The reported headline CPI outpaced the predicted 3.7%, marking the highest annual figure since May 2023. In addition, the core CPI, which excludes food and energy prices, rose to 2.8% year-over-year, surpassing the expected 2.7% and reaching its peak since September 2025.
#How Are Global Markets Being Affected?
This selloff has not solely impacted the NASDAQ 100; S&P 500 futures have also dropped approximately 0.4%. The Dow futures have retreated slightly by 0.1%. The pronounced underperformance of the tech-heavy NASDAQ is primarily due to the rise in inflation expectations, which pose a direct threat to the growth strategy of investing in technology stocks. This strategy relies on lower interest rates to sustain favorable valuations.
European markets are reflecting similar trends as well. Germany's DAX index fell 1.22%, the Euro Stoxx 50 decreased by 1.08%, France’s CAC dropped 0.72%, and the UK’s FTSE 100 declined by 0.41%.
#What Is Causing the Surprise in Inflation?
The 3.8% headline CPI indicates a notable acceleration from recent trends. It appears that rising energy prices, influenced by geopolitical tensions in areas like the Strait of Hormuz, are impacting broader consumer pricing.
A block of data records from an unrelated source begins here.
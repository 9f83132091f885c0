//! Per-model machine count records.

use rust_decimal::prelude::ToPrimitive;
use rust_decimal::Decimal;
use serde::{Deserialize, Serialize};

use crate::equipment::Equipment;
use crate::errors::{PlanError, PlanResult};

/// Reference to the machine behind a count record.
///
/// Most records point at a resolved [`Equipment`] row. Service pools that
/// have no master data (e.g., machines parked for repair) are referenced by
/// a raw name; area calculations apply the legacy default footprint to
/// those.
#[derive(Debug, Clone, PartialEq, Serialize, Deserialize)]
#[serde(untagged)]
pub enum MachineModel {
    /// A resolved catalog record
    Equipment(Equipment),
    /// A raw name with no physical record behind it
    Named(String),
}

impl MachineModel {
    /// Name to show in reports.
    pub fn display_name(&self) -> &str {
        match self {
            MachineModel::Equipment(equipment) => equipment.display_name(),
            MachineModel::Named(name) => name,
        }
    }

    /// The resolved record, if any.
    pub fn equipment(&self) -> Option<&Equipment> {
        match self {
            MachineModel::Equipment(equipment) => Some(equipment),
            MachineModel::Named(_) => None,
        }
    }
}

/// Machine count for one model, aggregated across operations.
///
/// The accepted count is always derived as the ceiling of the current
/// calculated count. Aggregation therefore follows the
/// "aggregate, then re-round" rule: contributions from several operations
/// are summed exactly, and only the sum is rounded up to whole machines.
#[derive(Debug, Clone, PartialEq, Serialize, Deserialize)]
pub struct MachineInfo {
    /// The machine behind this record
    pub model: MachineModel,

    /// Exact fractional machine requirement; never negative
    calculated_count: Decimal,
}

impl MachineInfo {
    /// Create a count record. Fails if the calculated count is negative.
    pub fn new(model: MachineModel, calculated_count: Decimal) -> PlanResult<Self> {
        if calculated_count.is_sign_negative() {
            return Err(PlanError::invalid_input(
                "calculated_count",
                calculated_count.to_string(),
                "Calculated machine count cannot be negative",
            ));
        }
        Ok(MachineInfo {
            model,
            calculated_count,
        })
    }

    /// Empty record for an equipment model, ready for aggregation.
    pub fn for_equipment(equipment: Equipment) -> Self {
        MachineInfo {
            model: MachineModel::Equipment(equipment),
            calculated_count: Decimal::ZERO,
        }
    }

    /// Accumulate an additional calculated requirement.
    pub fn add_calculated(&mut self, delta: Decimal) {
        self.calculated_count += delta;
    }

    /// Exact fractional machine requirement.
    pub fn calculated_count(&self) -> Decimal {
        self.calculated_count
    }

    /// Whole machines to provision: ceiling of the calculated count.
    pub fn accepted_count(&self) -> u32 {
        self.calculated_count.ceil().to_u32().unwrap_or(u32::MAX)
    }
}
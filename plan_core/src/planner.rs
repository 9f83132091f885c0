//! # Workshop Planner
//!
//! Assembles a complete [`Workshop`] graph from data-entry inputs: the
//! workshop parameters, the route-sheet operations, an equipment catalog
//! and the planning norms.
//!
//! The zone recipe mirrors the reference layout methodology:
//!
//! 1. the main machining zone takes the process's aggregated machines;
//! 2. the tool-grinding zone holds the catalog-resolved grinder model at
//!    `main accepted × grinding_zone_percent` machines;
//! 3. the repair zone holds a raw-named record at
//!    `main accepted × repair_zone_percent` machines;
//! 4. tool storage, equipment warehouse and the control department are
//!    norm-sized per machine over all three machine zones;
//! 5. work-piece storage is norm-sized against the main zone's area;
//! 6. the sanitary zone is norm-sized per facility.
//!
//! Zones are assembled in dependency order, so every cross-zone unit of
//! calculation is an already-resolved value.
//!
//! ## Example
//!
//! ```rust
//! use plan_core::equipment::BuiltinCatalog;
//! use plan_core::planner::{build_workshop, OperationInput, WorkshopParameters};
//! use plan_core::settings::PlanSettings;
//! use plan_core::units::{Hours, Kilograms};
//! use rust_decimal_macros::dec;
//!
//! let parameters = WorkshopParameters::new(
//!     "Machining workshop No. 1",
//!     dec!(10000),
//!     Kilograms::new(dec!(3.2)),
//! );
//! let operations = vec![
//!     OperationInput::new("005", "Turning", Hours::new(dec!(11.6712)), "DMG CTX beta 2000"),
//!     OperationInput::new("010", "Milling", Hours::new(dec!(20.8216)), "DMG DMU 80 eVo"),
//!     OperationInput::new("015", "Boring", Hours::new(dec!(5.6484)), "2431SF10"),
//!     OperationInput::new("020", "Finish turning", Hours::new(dec!(1.8592)), "16K20"),
//! ];
//!
//! let workshop = build_workshop(
//!     &parameters,
//!     &operations,
//!     &BuiltinCatalog,
//!     &PlanSettings::default(),
//! )
//! .unwrap();
//!
//! assert_eq!(workshop.total_machines_count(), 76);
//! assert_eq!(workshop.total_area().value(), dec!(2364));
//! ```

use rust_decimal::Decimal;
use serde::{Deserialize, Serialize};

use crate::equipment::EquipmentCatalog;
use crate::errors::{PlanError, PlanResult};
use crate::process::{MachineInfo, MachineModel, Operation, Process};
use crate::settings::PlanSettings;
use crate::units::{Hours, Kilograms};
use crate::workshop::Workshop;
use crate::zones::{AreaCalculator, UnitOfCalculation, WorkshopZone, Zone, ZoneKey};

/// Model designation of the tool grinder provisioned for the grinding
/// zone, resolved through the catalog like any route-sheet machine.
pub const GRINDING_MACHINE_MODEL: &str = "3V642";

/// Display name of the raw-named repair-zone record. It has no catalog
/// entry, so the default footprint policy sizes it.
pub const REPAIR_MACHINES_NAME: &str = "Machines under repair";

/// Sanitary facilities provisioned per workshop.
pub const SANITARY_FACILITY_COUNT: u32 = 2;

// ============================================================================
// Data-entry Inputs
// ============================================================================

/// Workshop-level data entry.
#[derive(Debug, Clone, PartialEq, Serialize, Deserialize)]
pub struct WorkshopParameters {
    pub name: String,
    /// Annual production program in parts
    pub production_volume: Decimal,
    /// Mass of one finished part
    pub mass_detail: Kilograms,
}
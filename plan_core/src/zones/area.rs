//! # Area Strategies
//!
//! The two sizing strategies a workshop zone can carry, behind one
//! [`AreaCalculator`] dispatch enum:
//!
//! - [`StandardAreaCalculator`] - footprint-driven: every accepted machine
//!   contributes its footprint plus a passage allowance.
//! - [`SpecificAreaCalculator`] - norm-driven: a specific area per unit
//!   (machine count, quantity, or a referenced area) fixed at construction.
//!
//! Zones are agnostic to which strategy they hold; both answer
//! [`AreaCalculator::calculate_area`] against the zone's machine map (the
//! specific strategy ignores the map by contract).
//!
//! ## Example
//!
//! ```rust
//! use plan_core::equipment::{BuiltinCatalog, EquipmentCatalog};
//! use plan_core::process::{MachineInfo, MachineModel};
//! use plan_core::units::SquareMeters;
//! use plan_core::zones::area::AreaCalculator;
//! use rust_decimal_macros::dec;
//! use std::collections::BTreeMap;
//!
//! let lathe = BuiltinCatalog.resolve("16K20").unwrap();
//! let mut machines = BTreeMap::new();
//! machines.insert(
//!     lathe.model.clone(),
//!     MachineInfo::new(MachineModel::Equipment(lathe), dec!(2)).unwrap(),
//! );
//!
//! let calculator = AreaCalculator::standard(SquareMeters::new(dec!(10)));
//! // (2.795 × 1.5 + 10) × 2
//! assert_eq!(calculator.calculate_area(&machines).value(), dec!(28.385));
//! ```

use std::collections::BTreeMap;

use rust_decimal::Decimal;
use rust_decimal_macros::dec;
use serde::{Deserialize, Serialize};

use crate::process::{MachineInfo, MachineModel};
use crate::units::{Meters, SquareMeters};

// ============================================================================
// Default Footprint Policy
// ============================================================================

/// Footprint length assumed for a raw-named machine record.
///
/// Applies only to [`MachineModel::Named`] entries, which carry no physical
/// record. Equipment entries always use their own dimensions, even when
/// those are zero.
pub const DEFAULT_FOOTPRINT_LENGTH: Meters = Meters(dec!(2.000));

/// Footprint width assumed for a raw-named machine record.
pub const DEFAULT_FOOTPRINT_WIDTH: Meters = Meters(dec!(1.000));

// ============================================================================
// Unit of Calculation
// ============================================================================

/// Sizing driver for a norm-driven zone, fixed when the zone is built.
#[derive(Debug, Clone, Copy, PartialEq, Serialize, Deserialize)]
#[serde(tag = "unit", content = "value")]
pub enum UnitOfCalculation {
    /// Whole machines or facilities
    Count(u32),
    /// Dimensionless quantity
    Quantity(Decimal),
    /// Another zone's already-computed area
    Area(SquareMeters),
}

impl UnitOfCalculation {
    /// The driver as a plain decimal multiplier.
    pub fn value(&self) -> Decimal {
        match self {
            UnitOfCalculation::Count(count) => Decimal::from(*count),
            UnitOfCalculation::Quantity(quantity) => *quantity,
            UnitOfCalculation::Area(area) => area.value(),
        }
    }
}

// ============================================================================
// Standard (footprint-driven) Strategy
// ============================================================================

/// Footprint-driven sizing for machine-populated zones.
#[derive(Debug, Clone, Copy, PartialEq, Serialize, Deserialize)]
pub struct StandardAreaCalculator {
    /// Passage and service allowance added to every machine's footprint
    pub passage_area: SquareMeters,
}

impl StandardAreaCalculator {
    pub fn new(passage_area: SquareMeters) -> Self {
        StandardAreaCalculator { passage_area }
    }

    /// Σ (footprint + passage allowance) × accepted count over the map.
    ///
    /// An empty map yields zero area.
    pub fn calculate_area(&self, machines: &BTreeMap<String, MachineInfo>) -> SquareMeters {
        machines
            .values()
            .fold(SquareMeters::new(Decimal::ZERO), |acc, info| {
                let footprint = match &info.model {
                    MachineModel::Equipment(equipment) => equipment.footprint(),
                    MachineModel::Named(_) => DEFAULT_FOOTPRINT_LENGTH * DEFAULT_FOOTPRINT_WIDTH,
                };
                acc + (footprint + self.passage_area) * Decimal::from(info.accepted_count())
            })
    }
}

// ============================================================================
// Specific (norm-driven) Strategy
// ============================================================================

/// Norm-driven sizing: a specific area per unit, independent of any
/// machine map.
#[derive(Debug, Clone, Copy, PartialEq, Serialize, Deserialize)]
pub struct SpecificAreaCalculator {
    /// Area norm in m² per unit
    pub specific_area: Decimal,
    /// What the norm is multiplied by
    pub unit_of_calculation: UnitOfCalculation,
}

impl SpecificAreaCalculator {
    pub fn new(specific_area: Decimal, unit_of_calculation: UnitOfCalculation) -> Self {
        SpecificAreaCalculator {
            specific_area,
            unit_of_calculation,
        }
    }

    /// specific_area × unit value.
    pub fn calculate_area(&self) -> SquareMeters {
        SquareMeters::new(self.specific_area * self.unit_of_calculation.value())
    }
}

// ============================================================================
// Dispatch Enum
// ============================================================================

/// The sizing strategy carried by a zone.
#[derive(Debug, Clone, PartialEq, Serialize, Deserialize)]
#[serde(tag = "type")]
pub enum AreaCalculator {
    Standard(StandardAreaCalculator),
    Specific(SpecificAreaCalculator),
}

impl AreaCalculator {
    /// Footprint-driven strategy with the given passage allowance.
    pub fn standard(passage_area: SquareMeters) -> Self {
        AreaCalculator::Standard(StandardAreaCalculator::new(passage_area))
    }

    /// Norm-driven strategy with a fixed unit of calculation.
    pub fn specific(specific_area: Decimal, unit_of_calculation: UnitOfCalculation) -> Self {
        AreaCalculator::Specific(SpecificAreaCalculator::new(
            specific_area,
            unit_of_calculation,
        ))
    }

    /// Compute the zone area for the given machine map.
    ///
    /// The norm-driven strategy ignores the map by contract; callers pass
    /// the zone's map unconditionally.
    pub fn calculate_area(&self, machines: &BTreeMap<String, MachineInfo>) -> SquareMeters {
        match self {
            AreaCalculator::Standard(calculator) => calculator.calculate_area(machines),
            AreaCalculator::Specific(calculator) => calculator.calculate_area(),
        }
    }
}

#[cfg(test)]
mod tests {
    use super::*;
    use crate::equipment::{AutomationClass, BuiltinCatalog, Equipment, EquipmentCatalog};
    use crate::units::{Kilograms, Kilowatts};

    fn lathe_info(calculated: Decimal) -> MachineInfo {
        let lathe = BuiltinCatalog.resolve("16K20").unwrap();
        MachineInfo::new(MachineModel::Equipment(lathe), calculated).unwrap()
    }

    fn machines_of(entries: Vec<(&str, MachineInfo)>) -> BTreeMap<String, MachineInfo> {
        entries
            .into_iter()
            .map(|(model, info)| (model.to_string(), info))
            .collect()
    }

    #[test]
    fn test_standard_empty_map_is_zero() {
        let calculator = StandardAreaCalculator::new(SquareMeters::new(dec!(10)));
        assert_eq!(
            calculator.calculate_area(&BTreeMap::new()).value(),
            dec!(0)
        );
    }

    #[test]
    fn test_standard_footprint_plus_passage() {
        let calculator = StandardAreaCalculator::new(SquareMeters::new(dec!(10)));
        let machines = machines_of(vec![("16K20", lathe_info(dec!(2)))]);

        // (2.795 × 1.5 + 10) × 2
        assert_eq!(calculator.calculate_area(&machines).value(), dec!(28.385));
    }

    #[test]
    fn test_standard_scales_linearly_with_accepted_count() {
        let calculator = StandardAreaCalculator::new(SquareMeters::new(dec!(10)));
        let single = calculator.calculate_area(&machines_of(vec![("16K20", lathe_info(dec!(3)))]));
        let doubled = calculator.calculate_area(&machines_of(vec![("16K20", lathe_info(dec!(6)))]));
        assert_eq!(doubled.value(), single.value() * dec!(2));
    }

    #[test]
    fn test_standard_named_model_uses_default_footprint() {
        let calculator = StandardAreaCalculator::new(SquareMeters::new(dec!(10)));
        let info =
            MachineInfo::new(MachineModel::Named("Machines under repair".into()), dec!(2)).unwrap();
        let machines = machines_of(vec![("Machines under repair", info)]);

        // (2.000 × 1.000 + 10) × 2
        assert_eq!(calculator.calculate_area(&machines).value(), dec!(24));
    }

    #[test]
    fn test_standard_zero_dimension_equipment_is_not_defaulted() {
        // A physical record with zero dimensions keeps them; the default
        // footprint applies only to raw-named records.
        let flat = Equipment::new(
            "FLAT",
            Meters::new(dec!(0)),
            Meters::new(dec!(0)),
            Meters::new(dec!(0)),
            AutomationClass::Manual,
            Kilograms::new(dec!(100)),
            Kilowatts::new(dec!(1)),
        )
        .unwrap();
        let info = MachineInfo::new(MachineModel::Equipment(flat), dec!(1)).unwrap();
        let machines = machines_of(vec![("FLAT", info)]);

        let calculator = StandardAreaCalculator::new(SquareMeters::new(dec!(10)));
        assert_eq!(calculator.calculate_area(&machines).value(), dec!(10));
    }

    #[test]
    fn test_specific_area_by_count() {
        let calculator = SpecificAreaCalculator::new(dec!(0.3), UnitOfCalculation::Count(50));
        assert_eq!(calculator.calculate_area().value(), dec!(15.0));
    }

    #[test]
    fn test_specific_area_by_referenced_area() {
        let calculator = SpecificAreaCalculator::new(
            dec!(0.3),
            UnitOfCalculation::Area(SquareMeters::new(dec!(1714.8483))),
        );
        assert_eq!(calculator.calculate_area().value(), dec!(514.45449));
    }

    #[test]
    fn test_specific_ignores_machine_map() {
        let calculator = AreaCalculator::specific(dec!(0.05), UnitOfCalculation::Count(76));
        let populated = machines_of(vec![("16K20", lathe_info(dec!(4)))]);

        assert_eq!(
            calculator.calculate_area(&populated),
            calculator.calculate_area(&BTreeMap::new())
        );
    }

    #[test]
    fn test_unit_of_calculation_values() {
        assert_eq!(UnitOfCalculation::Count(50).value(), dec!(50));
        assert_eq!(UnitOfCalculation::Quantity(dec!(2.5)).value(), dec!(2.5));
        assert_eq!(
            UnitOfCalculation::Area(SquareMeters::new(dec!(514.5))).value(),
            dec!(514.5)
        );
    }

    #[test]
    fn test_serialization_tags_strategy() {
        let standard = AreaCalculator::standard(SquareMeters::new(dec!(10)));
        let json = serde_json::to_string(&standard).unwrap();
        assert!(json.contains("\"type\":\"Standard\""));

        let specific = AreaCalculator::specific(dec!(0.3), UnitOfCalculation::Count(70));
        let json = serde_json::to_string(&specific).unwrap();
        assert!(json.contains("\"type\":\"Specific\""));
        assert!(json.contains("\"unit\":\"Count\""));

        let roundtrip: AreaCalculator = serde_json::from_str(&json).unwrap();
        assert_eq!(roundtrip, specific);
    }
}
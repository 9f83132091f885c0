//! # Workshop
//!
//! The top of the calculation graph: a named workshop with its production
//! program, manufacturing process, building grid and zone registry.
//!
//! Floor-plan figures are derived on read from the current zone set:
//!
//! - `required_area` - the sum of all zone areas;
//! - `total_area` - the required area rounded up to the next structural
//!   bay multiple of 6 m² (an exact multiple is kept as-is);
//! - `length` - the total area divided by the building width.
//!
//! ## Example
//!
//! ```rust
//! use plan_core::process::Process;
//! use plan_core::units::{Kilograms, Meters};
//! use plan_core::workshop::{BuildingGrid, Workshop};
//! use plan_core::zones::{UnitOfCalculation, Zone, ZoneKey};
//! use rust_decimal_macros::dec;
//!
//! let building = BuildingGrid::new(Meters::new(dec!(12)), 3).unwrap();
//! let mut workshop = Workshop::new(
//!     "Machining workshop No. 1",
//!     dec!(10000),
//!     Kilograms::new(dec!(3.2)),
//!     Process::new(),
//!     building,
//! )
//! .unwrap();
//!
//! workshop.add_zone(
//!     ZoneKey::ToolStorage,
//!     Zone::specific("Tool storage", dec!(101), UnitOfCalculation::Count(1)),
//! );
//!
//! // 101 m² rounds up to the next 6 m² bay multiple.
//! assert_eq!(workshop.total_area().value(), dec!(102));
//! assert_eq!(workshop.length().value().round_dp(4), dec!(2.8333));
//! ```

use std::collections::BTreeMap;

use rust_decimal::Decimal;
use rust_decimal_macros::dec;
use serde::{Deserialize, Serialize};

use crate::errors::{PlanError, PlanResult};
use crate::process::Process;
use crate::units::{Kilograms, Meters, SquareMeters};
use crate::zones::{Zone, ZoneGroup, ZoneKey};

/// Structural bay increment the total area is rounded to.
pub const BAY_AREA_INCREMENT: SquareMeters = SquareMeters(dec!(6));

// ============================================================================
// Building Grid
// ============================================================================

/// Column grid of the building: span width times number of spans.
#[derive(Debug, Clone, Copy, PartialEq, Serialize, Deserialize)]
pub struct BuildingGrid {
    span_width: Meters,
    spans: u32,
}

impl BuildingGrid {
    /// Validated constructor; both the span width and the span count must
    /// be positive.
    pub fn new(span_width: Meters, spans: u32) -> PlanResult<Self> {
        if span_width.value() <= Decimal::ZERO {
            return Err(PlanError::invalid_input(
                "span_width",
                span_width.value().to_string(),
                "Span width must be positive",
            ));
        }
        if spans == 0 {
            return Err(PlanError::invalid_input(
                "spans",
                "0",
                "At least one span is required",
            ));
        }
        Ok(BuildingGrid { span_width, spans })
    }

    pub fn span_width(&self) -> Meters {
        self.span_width
    }

    pub fn spans(&self) -> u32 {
        self.spans
    }

    /// Building width across all spans.
    pub fn width(&self) -> Meters {
        self.span_width * Decimal::from(self.spans)
    }
}

// ============================================================================
// Workshop
// ============================================================================

/// A workshop with its production program, process, building grid and
/// typed zone registry.
#[derive(Debug, Clone, PartialEq, Serialize, Deserialize)]
pub struct Workshop {
    name: String,
    /// Annual production program in parts
    production_volume: Decimal,
    /// Mass of one finished part
    mass_detail: Kilograms,
    process: Process,
    building: BuildingGrid,
    zones: BTreeMap<ZoneKey, Zone>,
}

impl Workshop {
    /// Validated constructor; fails on an empty name or a non-positive
    /// production volume or part mass.
    pub fn new(
        name: impl Into<String>,
        production_volume: Decimal,
        mass_detail: Kilograms,
        process: Process,
        building: BuildingGrid,
    ) -> PlanResult<Self> {
        let name = name.into();
        if name.trim().is_empty() {
            return Err(PlanError::invalid_input(
                "name",
                &name,
                "Workshop name must not be empty",
            ));
        }
        if production_volume <= Decimal::ZERO {
            return Err(PlanError::invalid_input(
                "production_volume",
                production_volume.to_string(),
                "Production volume must be positive",
            ));
        }
        if mass_detail.value() <= Decimal::ZERO {
            return Err(PlanError::invalid_input(
                "mass_detail",
                mass_detail.value().to_string(),
                "Part mass must be positive",
            ));
        }
        Ok(Workshop {
            name,
            production_volume,
            mass_detail,
            process,
            building,
            zones: BTreeMap::new(),
        })
    }

    pub fn name(&self) -> &str {
        &self.name
    }

    pub fn production_volume(&self) -> Decimal {
        self.production_volume
    }

    pub fn mass_detail(&self) -> Kilograms {
        self.mass_detail
    }

    pub fn process(&self) -> &Process {
        &self.process
    }

    pub fn building(&self) -> &BuildingGrid {
        &self.building
    }

    /// Register a zone under its typed key, replacing any previous zone
    /// under the same key.
    pub fn add_zone(&mut self, key: ZoneKey, zone: Zone) {
        self.zones.insert(key, zone);
    }

    pub fn zone(&self, key: ZoneKey) -> Option<&Zone> {
        self.zones.get(&key)
    }

    pub fn zones(&self) -> &BTreeMap<ZoneKey, Zone> {
        &self.zones
    }

    /// The main machining zone, when registered.
    pub fn main_zone(&self) -> Option<&Zone> {
        self.zone(ZoneKey::Main)
    }

    /// Sum of all zone areas, recomputed on read.
    pub fn required_area(&self) -> SquareMeters {
        self.zones
            .values()
            .fold(SquareMeters::new(Decimal::ZERO), |acc, zone| {
                acc + zone.area()
            })
    }

    /// Required area over the production-floor zones only.
    pub fn production_area(&self) -> SquareMeters {
        self.area_of_group(ZoneGroup::Production)
    }

    /// Required area over the auxiliary-service zones only.
    pub fn auxiliary_area(&self) -> SquareMeters {
        self.area_of_group(ZoneGroup::Auxiliary)
    }

    /// The required area rounded up to the next bay multiple; an exact
    /// multiple is kept as-is.
    pub fn total_area(&self) -> SquareMeters {
        let bays = (self.required_area().value() / BAY_AREA_INCREMENT.value()).ceil();
        SquareMeters::new(bays * BAY_AREA_INCREMENT.value())
    }

    /// Building length for the total area at the grid's width.
    pub fn length(&self) -> Meters {
        self.total_area() / self.building.width()
    }

    /// Accepted machine count over every machine-populated zone.
    pub fn total_machines_count(&self) -> u32 {
        self.zones
            .values()
            .map(Zone::accepted_machines_count)
            .sum()
    }

    /// Snapshot of the derived floor-plan figures for reporting.
    pub fn summary(&self) -> WorkshopSummary {
        WorkshopSummary {
            required_area: self.required_area(),
            total_area: self.total_area(),
            production_area: self.production_area(),
            auxiliary_area: self.auxiliary_area(),
            length: self.length(),
            total_machines_count: self.total_machines_count(),
            average_load_factor: self.process.average_load_factor(),
        }
    }

    fn area_of_group(&self, group: ZoneGroup) -> SquareMeters {
        self.zones
            .iter()
            .filter(|(key, _)| key.group() == group)
            .fold(SquareMeters::new(Decimal::ZERO), |acc, (_, zone)| {
                acc + zone.area()
            })
    }
}

/// Derived floor-plan figures, frozen for a report or an export.
#[derive(Debug, Clone, PartialEq, Serialize, Deserialize)]
pub struct WorkshopSummary {
    pub required_area: SquareMeters,
    pub total_area: SquareMeters,
    pub production_area: SquareMeters,
    pub auxiliary_area: SquareMeters,
    pub length: Meters,
    pub total_machines_count: u32,
    pub average_load_factor: Decimal,
}
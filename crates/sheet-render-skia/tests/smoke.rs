// File: crates/sheet-render-skia/tests/smoke.rs
// Purpose: End-to-end raster render of a small sheet, in memory and to a file.

use sheet_core::{Color, LayoutEngine, RenderSink, SheetConfig, ShapeStyle, Point, Size, SinkError};
use sheet_render_skia::SkiaRasterSink;

fn small() -> SheetConfig {
    SheetConfig {
        canvas_size_mm: Size::new(100.0, 100.0),
        padding_mm: 10.0,
        border_thickness_mm: 5.0,
        stroke_width_mm: 0.5,
        font_size_mm: 3.0,
        row_divisions: 2,
        column_divisions: 2,
        background_color: Color::rgb(240, 230, 200),
        ..SheetConfig::default()
    }
}

#[test]
fn render_smoke_png_bytes() {
    let cfg = small();
    let mut sink = SkiaRasterSink::new(cfg.canvas_size_mm, 96.0).expect("surface");
    // 100 mm at 96 dpi
    assert_eq!(sink.pixel_size(), (378, 378));
    assert!(sink.png_bytes().is_none());

    LayoutEngine::new(cfg).render(&mut sink).expect("render should succeed");
    let bytes = sink.png_bytes().expect("png after finalize");
    assert!(bytes.starts_with(&[137, 80, 78, 71]), "should be PNG header");

    let img = image::load_from_memory(bytes).expect("decode png").to_rgba8();
    assert_eq!(img.dimensions(), (378, 378));
    // Padding area holds only the background fill
    assert_eq!(img.get_pixel(2, 2).0, [240, 230, 200, 255]);
    assert_eq!(img.get_pixel(375, 375).0, [240, 230, 200, 255]);
}

#[test]
fn render_smoke_png_file() {
    let out = std::path::PathBuf::from("target/test_out/sheet_smoke.png");
    let _ = std::fs::remove_file(&out);

    let cfg = small();
    let mut sink = SkiaRasterSink::to_file(cfg.canvas_size_mm, 72.0, &out).expect("surface");
    LayoutEngine::new(cfg).render(&mut sink).expect("render should succeed");

    let meta = std::fs::metadata(&out).expect("output exists");
    assert!(meta.len() > 0, "png should be non-empty");
    let on_disk = std::fs::read(&out).unwrap();
    assert_eq!(Some(on_disk.as_slice()), sink.png_bytes());
}

#[test]
fn filled_rectangle_covers_its_pixels() {
    let mut sink = SkiaRasterSink::new(Size::new(25.4, 25.4), 100.0).expect("surface");
    sink.draw_rectangle(Point::new(0.0, 0.0), Size::new(25.4, 25.4), &ShapeStyle::filled(Color::rgb(10, 20, 30)));
    sink.finalize().expect("encode");
    let img = image::load_from_memory(sink.png_bytes().unwrap()).unwrap().to_rgba8();
    assert_eq!(img.dimensions(), (100, 100));
    assert_eq!(img.get_pixel(50, 50).0, [10, 20, 30, 255]);
}

#[test]
fn invalid_dpi_is_a_backend_error() {
    let err = SkiaRasterSink::new(Size::new(10.0, 10.0), 0.0).err().expect("should fail");
    assert!(matches!(err, SinkError::Backend(_)));
}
The core CPI figure of 2.8% warrants particular attention since the Federal Reserve carefully monitors core inflation to discern underlying price trends without the volatility of food and energy sectors. The uptick to 2.8% signifies a troubling direction, marking the highest core inflation figure since September 2025.
#Why Do Tech Valuations Matter Right Now?
For technology investors, the implications of this inflation report are particularly unsettling. Major stock market indices had recently reached record highs, driven by optimism surrounding artificial intelligence and robust corporate profits from leading companies.
Investor Michael Burry, known for predicting the 2008 financial crisis, has been sounding alarms about the possibility of substantial declines in the NASDAQ 100, citing the overvaluation of tech stocks. Continued troubling inflation data could keep the Federal Reserve from taking necessary actions or, even worse, could lead to delays in anticipated rate cuts, reinforcing concerns among investors.